Wednesday, July 16, 2014

Guest Post: Notes on mx: Lessons from Treehoppers

In response to our previous post this is a guest post from Lewis L. Deitz, Department of Entomology. North Carolina State University, Raleigh, NC. Thanks for the feedback Lew, you've set some lofty goals for us to reach!

I sincerely appreciate the creation of this blog for user input. I urge other users to set aside time to share their recommendations. A great deal is outstanding about mx, even though my focus is necessarily on items that I feel might be improved. My suggestions stem from work in developing the Treehoppers Website and Database. We bulk-loaded taxon data for higher categories and genera from spreadsheets. I fear that refining these data and back-filling data that did not quite fit mx formats will require a tremendous amount of time and effort. It is my hope that the lessons learned from my experience will prove helpful to future mx projects and the development of mx/TaxonWorks.

Database as Work in Progress: Need for Draft Data and Explanatory Data

I have learned that our Website and mx/TaxonWorks are, and will likely remain, works in progress. In a sense, developing a database is similar to writing a taxonomic manuscript. In developing the manuscript, one would like to put down as much information as possible in the best form possible and then refine it. The current mx platform has no place for draft data and no place to explain data that do not fit the predefined options anticipated by its creators. No two workers are likely to parse complex data into identical categories and units. Indeed, in systematics, it seems highly improbable for anyone to anticipate all possible options from the get go. The suggestions that follow are intended to: (1) facilitate bulk-loading data; (2) provide a place for supplementary data; (3) expedite the refinement of data; and (4) suggest improved interfaces and menus for data input.

Suggested Solution: Open-Text Box for Supplementary Explanatory Data Associated with Each Item Entered

When designing a database, my colleague Kye Hedlund (retired faculty member, Computer Science, University of North Carolina, Chapel Hill) tells me he tries to incorporate a place for explanatory text beside each data entry box. This allows one to enter supplementary explanatory information or draft information that can later be refined. Where appropriate and useful, this supplementary data, may be displayed to the public. In other instances, the data may be more useful in refining or back-filling data without having to refer to prior spreadsheets. Perhaps a small portion of the supplementary text box would visible to the right (or below) each entry box-the text box would expand when one clicks on it to add, view, refine, or copy text. Once refined, one option could be to move the text to the original entry box.
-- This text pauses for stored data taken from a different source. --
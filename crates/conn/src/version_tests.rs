// SPDX-License-Identifier: BUSL-1.1
// Copyright (c) 2026 Alfred Jean LLC

use super::*;
use yare::parameterized;

#[test]
fn parses_redis_info() {
    let info = "# Server\r\nredis_version:7.2.4\r\nredis_mode:standalone\r\n";
    let v = parse_info(info).unwrap();
    assert_eq!(v.to_string(), "7.2.4");
    assert_eq!(v.flavor, BackendFlavor::Redis);
    assert!(v.supports_lpos());
}

#[test]
fn rejects_pre_six_servers() {
    let info = "redis_version:5.0.14\r\n";
    assert!(parse_info(info).is_err());
}

#[test]
fn rejects_missing_version() {
    assert!(parse_info("# Server\r\nuptime_in_seconds:1\r\n").is_err());
}

#[parameterized(
    at_boundary = { 6, 0, 6, true },
    below_boundary = { 6, 0, 5, false },
    seven = { 7, 0, 0, true },
)]
fn lpos_boundary(major: u32, minor: u32, patch: u32, expected: bool) {
    assert_eq!(ServerVersion::new(major, minor, patch).supports_lpos(), expected);
}

#[test]
fn valkey_marks_compat_flavor() {
    let info = "redis_version:7.2.4\r\nvalkey_version:8.0.1\r\n";
    let v = parse_info(info).unwrap();
    assert_eq!(v.flavor, BackendFlavor::Compat);
}

#[test]
fn two_part_versions_parse() {
    let info = "redis_version:6.2\r\n";
    let v = parse_info(info).unwrap();
    assert_eq!((v.major, v.minor, v.patch), (6, 2, 0));
}
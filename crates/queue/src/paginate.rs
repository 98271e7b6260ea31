// SPDX-License-Identifier: BUSL-1.1
// Copyright (c) 2026 Alfred Jean LLC

//! Bounded pagination over hashes, sets, and sorted sets.
//!
//! SCAN-family cursors do not map onto offsets, so each call runs at most
//! five iterations and hands the cursor back; callers resume from it.

use crate::queue::Queue;
use crate::QueueError;
use grist_core::clock::Clock;
use grist_core::job::Job;

/// Most SCAN iterations a single paginate call may issue.
const MAX_ITERATIONS: usize = 5;

#[derive(Debug, Clone, Copy, Default)]
pub struct PaginateOpts {
    /// Cursor from a previous page; 0 starts over.
    pub cursor: u64,
    /// Max items returned in this page.
    pub page_size: usize,
    /// Also fetch the job hash behind each member id.
    pub fetch_jobs: bool,
}

/// One page of members.
#[derive(Debug, Default)]
pub struct Page {
    /// Resume cursor; 0 means the iteration completed.
    pub cursor: u64,
    /// `(member, value)` pairs; hash values and zset scores, `None` for sets.
    pub items: Vec<(String, Option<String>)>,
    /// Job views, when `fetch_jobs` was requested.
    pub jobs: Vec<Job>,
}

impl<C: Clock> Queue<C> {
    /// Browse a raw key with bounded iterations per call.
    pub async fn paginate(&self, key: &str, opts: PaginateOpts) -> Result<Page, QueueError> {
        let mut conn = self.engine().connection();
        let kind: String = redis::cmd("TYPE").arg(key).query_async(&mut conn).await?;
        let page_size = opts.page_size.max(1);

        let mut page = Page { cursor: opts.cursor, ..Page::default() };

        if kind == "list" {
            let start = opts.cursor as isize;
            let end = start + page_size as isize - 1;
            let members: Vec<String> =
                redis::cmd("LRANGE").arg(key).arg(start).arg(end).query_async(&mut conn).await?;
            let fetched = members.len();
            page.items = members.into_iter().map(|m| (m, None)).collect();
            page.cursor = if fetched < page_size { 0 } else { opts.cursor + fetched as u64 };
        } else {
            let scan_cmd = match kind.as_str() {
                "hash" => "HSCAN",
                "zset" => "ZSCAN",
                "set" => "SSCAN",
                _ => return Ok(page),
            };
            let paired = kind != "set";
            for _ in 0..MAX_ITERATIONS {
                let (next, batch): (u64, Vec<String>) = redis::cmd(scan_cmd)
                    .arg(key)
                    .arg(page.cursor)
                    .arg("COUNT")
                    .arg(page_size)
                    .query_async(&mut conn)
                    .await?;
                if paired {
                    for pair in batch.chunks_exact(2) {
                        page.items.push((pair[0].clone(), Some(pair[1].clone())));
                    }
                } else {
                    page.items.extend(batch.into_iter().map(|m| (m, None)));
                }
                page.cursor = next;
                if next == 0 || page.items.len() >= page_size {
                    break;
                }
            }
        }

        if opts.fetch_jobs {
            for (member, _) in &page.items {
                let job_id = member.rsplit(':').next().unwrap_or(member);
                if let Some(job) = self.get_job(job_id).await? {
                    page.jobs.push(job);
                }
            }
        }
        Ok(page)
    }
}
Tags: an Unsatisfactory Option

“Tags” seem to be a catchall category to store the sorts of non-conforming data or supplementary explanations suggested here (as open text fields). In my limited experience, Tags are extremely awkward in practice. For example, we have created “Type specimen” tags for images that represent type specimens, however, when one is viewing an Image entry form, there is no link to see what Tags have already been associated with a particular image. One can easily create a new Tag, but tracking earlier Tags attached to an image (or other object/datum) is not straightforward (at least to me). Linking a Tag to an object implicitly involves repeating some identifying information about that object either in the Tag name or Tag notes (), along with entering the new data in the Tag.

The Tag information is accessible under Tags, though buried (not immediately visible). It is not displayed under the attached Object (for example, a particular image) or even under the original data field (for example, “Taxon” or “Images”) to which it is attached. Under “Images” one cannot see which images have tags, and under “Tags” one cannot readily see which image is associated with a particular image tag (see figure). The mx image number is visible only by clicking on “image stub” or “edit.” Consequently, retrieving and editing tags is frustrating, tedious, and time-consuming-it seems like filing all footnotes (or afterthoughts) on a variety of subjects in one place, rather than filing them under the appropriate subject. The connection between tag and object is not obvious in the data entry interface. Although the principle of parsing data into minimal units makes sense, one expects associations among related data be clear, obvious, and user friendly.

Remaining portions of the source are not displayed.